+++ Source material +++
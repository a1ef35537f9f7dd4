//! Lowers elementwise add/sub/mul/div call sites to add-only and mul-only chains.
//!
//! `a - b` becomes `a + neg(b)` and `a / b` becomes `a * pow(b, -1)`. Reflected
//! spellings (`b.__rsub__(a)`) are read back into `a - b` first, and a constant
//! operand always ends up on the right.

use crate::graph::{Expr, ExprId, Graph, NodeId, NodeKind, Operand, Value};
use crate::ops::{functional, method};
use crate::pattern::{is_op, OpKey, Pattern, PatternMatcher};

use super::{Direction, FoldConstant, Pass, PassContext, PassResult, Transform};

#[derive(Debug, Clone, Copy, PartialEq, Eq)]
enum Family {
    Add,
    Sub,
    Mul,
    Div,
}

#[derive(Debug, Clone, Copy, PartialEq, Eq)]
enum Spelling {
    Function,
    Method,
    InPlace,
    Reflected,
}

const METHODS: [(&str, Family, Spelling); 12] = [
    (method::ADD, Family::Add, Spelling::Method),
    (method::IADD, Family::Add, Spelling::InPlace),
    (method::RADD, Family::Add, Spelling::Reflected),
    (method::SUB, Family::Sub, Spelling::Method),
    (method::ISUB, Family::Sub, Spelling::InPlace),
    (method::RSUB, Family::Sub, Spelling::Reflected),
    (method::MUL, Family::Mul, Spelling::Method),
    (method::IMUL, Family::Mul, Spelling::InPlace),
    (method::RMUL, Family::Mul, Spelling::Reflected),
    (method::TRUEDIV, Family::Div, Spelling::Method),
    (method::ITRUEDIV, Family::Div, Spelling::InPlace),
    (method::RTRUEDIV, Family::Div, Spelling::Reflected),
];

fn functions() -> [(crate::graph::FunctionRef, Family); 4] {
    [
        (functional::add(), Family::Add),
        (functional::sub(), Family::Sub),
        (functional::mul(), Family::Mul),
        (functional::div(), Family::Div),
    ]
}

fn classify(op: &OpKey) -> Option<(Family, Spelling)> {
    match op {
        OpKey::Method(name) => METHODS
            .iter()
            .find(|(candidate, _, _)| candidate == name)
            .map(|&(_, family, spelling)| (family, spelling)),
        OpKey::Function(func) => functions()
            .into_iter()
            .find(|(candidate, _)| candidate == func)
            .map(|(_, family)| (family, Spelling::Function)),
        OpKey::OpDef(_) => None,
    }
}

/// Rewrites subtract and divide into add and multiply over canonical operands.
#[derive(Debug, Clone)]
pub struct NormElemWise {
    pattern: Pattern,
}

impl NormElemWise {
    pub const NAME: &'static str = "NormElemWise";

    pub fn new() -> Self {
        let mut pattern = is_op(functional::add());
        for func in [functional::sub(), functional::mul(), functional::div()] {
            pattern |= is_op(func);
        }
        for (name, _, _) in METHODS {
            pattern |= is_op(name);
        }
        Self { pattern }
    }
}

impl Default for NormElemWise {
    fn default() -> Self {
        Self::new()
    }
}

/// Operands of a matched site, read as `left <op> right`.
struct Site {
    family: Family,
    left: NodeId,
    right: Operand,
    /// The operands were swapped to put a constant on the right: the site computes
    /// `right - left` (or `right / left`).
    reversed: bool,
}

impl NormElemWise {
    fn read_site(&self, graph: &Graph, expr: &Expr) -> Option<Site> {
        let mut matcher = PatternMatcher::new();
        if !matcher.matches(&self.pattern, expr) {
            return None;
        }
        let (family, spelling) = classify(matcher.matched_op()?)?;
        let canonical = spelling == Spelling::Method && matches!(family, Family::Add | Family::Mul);
        let inverse = matches!(family, Family::Sub | Family::Div);
        let is_lhs = |node: NodeId| expr.arg(0, functional::LHS) == Some(&Operand::Node(node));
        let is_constant = |node: NodeId| {
            graph
                .producer(node)
                .is_some_and(|producer| graph.is_constant_expr(producer))
        };

        let inputs = expr.inputs();
        let mut reversed = false;
        let (left, right) = match inputs[..] {
            [left] if !canonical => {
                let right = expr.const_operands().first().map(|&v| v.clone())?;
                if inverse
                    && (spelling == Spelling::Reflected
                        || (spelling == Spelling::Function && !is_lhs(left)))
                {
                    reversed = true;
                }
                (left, Operand::Value(right))
            }
            [first, second] if !canonical || is_constant(first) => {
                let (mut left, mut right) = (first, second);
                if inverse && spelling == Spelling::Reflected {
                    std::mem::swap(&mut left, &mut right);
                }
                if inverse && spelling == Spelling::Function && !is_lhs(left) {
                    std::mem::swap(&mut left, &mut right);
                }
                if is_constant(left) {
                    std::mem::swap(&mut left, &mut right);
                    reversed = true;
                }
                let right = match graph.const_value(right) {
                    Some(value) if is_constant(right) => Operand::Value(value.clone()),
                    _ => Operand::Node(right),
                };
                (left, right)
            }
            _ => return None,
        };
        Some(Site {
            family,
            left,
            right,
            reversed,
        })
    }
}

impl Pass for NormElemWise {
    fn name(&self) -> &'static str {
        Self::NAME
    }

    fn required_passes(&self) -> &'static [&'static str] {
        &[FoldConstant::NAME]
    }

    fn run_once(&self) -> bool {
        false
    }

    fn direction(&self) -> Direction {
        Direction::Backward
    }

    fn run_transform(
        &self,
        graph: &mut Graph,
        expr: ExprId,
        _cx: &PassContext<'_>,
    ) -> PassResult<Transform> {
        let e = graph.expr(expr)?;
        let Some(site) = self.read_site(graph, e) else {
            return Ok(Transform::Unchanged);
        };
        let Some(output) = e.output() else {
            return Ok(Transform::Unchanged);
        };
        let out_node = graph.node(output)?;
        let (name, kind) = (out_node.name.clone(), out_node.kind.symbolic());
        let left_kind = symbolic_kind(graph, site.left);

        // Inline constants are inverted up front; a value without a negation or
        // reciprocal leaves the site alone.
        let right = match (site.family, site.reversed, &site.right) {
            (Family::Sub, false, Operand::Value(value)) => match value.negated() {
                Some(value) => Operand::Value(value),
                None => return Ok(Transform::Unchanged),
            },
            (Family::Div, false, Operand::Value(value)) => match value.reciprocal() {
                Some(value) => Operand::Value(value),
                None => return Ok(Transform::Unchanged),
            },
            _ => site.right.clone(),
        };

        let out = graph.insert_exprs(Some(expr), |b| -> PassResult<NodeId> {
            let left = Operand::Node(site.left);
            let out = match (site.family, site.reversed) {
                (Family::Add, _) => b.call_method(method::ADD, vec![left, right], kind)?,
                (Family::Mul, _) => b.call_method(method::MUL, vec![left, right], kind)?,
                (Family::Sub, true) => {
                    let negated = b.call_function(functional::neg(), vec![left], left_kind)?;
                    b.call_method(method::ADD, vec![Operand::Node(negated), right], kind)?
                }
                (Family::Sub, false) => {
                    let right = match right {
                        Operand::Node(node) => {
                            let node_kind = symbolic_kind(b.graph(), node);
                            let negated = b.call_function(
                                functional::neg(),
                                vec![Operand::Node(node)],
                                node_kind,
                            )?;
                            Operand::Node(negated)
                        }
                        value => value,
                    };
                    b.call_method(method::ADD, vec![left, right], kind)?
                }
                (Family::Div, true) => {
                    let inverse = b.call_function(
                        functional::pow(),
                        vec![left, Operand::Value(Value::Int(-1))],
                        left_kind,
                    )?;
                    b.call_method(method::MUL, vec![Operand::Node(inverse), right], kind)?
                }
                (Family::Div, false) => {
                    let right = match right {
                        Operand::Node(node) => {
                            let node_kind = symbolic_kind(b.graph(), node);
                            let inverse = b.call_function(
                                functional::pow(),
                                vec![Operand::Node(node), Operand::Value(Value::Int(-1))],
                                node_kind,
                            )?;
                            Operand::Node(inverse)
                        }
                        value => value,
                    };
                    b.call_method(method::MUL, vec![left, right], kind)?
                }
            };
            b.rename(out, name)?;
            Ok(out)
        })?;

        graph.replace_node(&[(output, out)])?;
        let replacement = graph.producer(out);
        graph.compile()?;
        tracing::trace!(expr = %expr, old = %output, new = %out, "normalized elementwise site");
        Ok(replacement.map_or(Transform::Unchanged, Transform::Replaced))
    }
}

fn symbolic_kind(graph: &Graph, node: NodeId) -> NodeKind {
    graph
        .node(node)
        .map(|n| n.kind.symbolic())
        .unwrap_or(NodeKind::Object)
}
+++
### [Brief]
Look for the word "Reflected". Copy out every line of the data that has it.

### [Result]
//! `a - b` becomes `a + neg(b)` and `a / b` becomes `a * pow(b, -1)`. Reflected
    Reflected,
    (method::RADD, Family::Add, Spelling::Reflected),
    (method::RSUB, Family::Sub, Spelling::Reflected),
    (method::RMUL, Family::Mul, Spelling::Reflected),
    (method::RTRUEDIV, Family::Div, Spelling::Reflected),
                    && (spelling == Spelling::Reflected
                if inverse && spelling == Spelling::Reflected {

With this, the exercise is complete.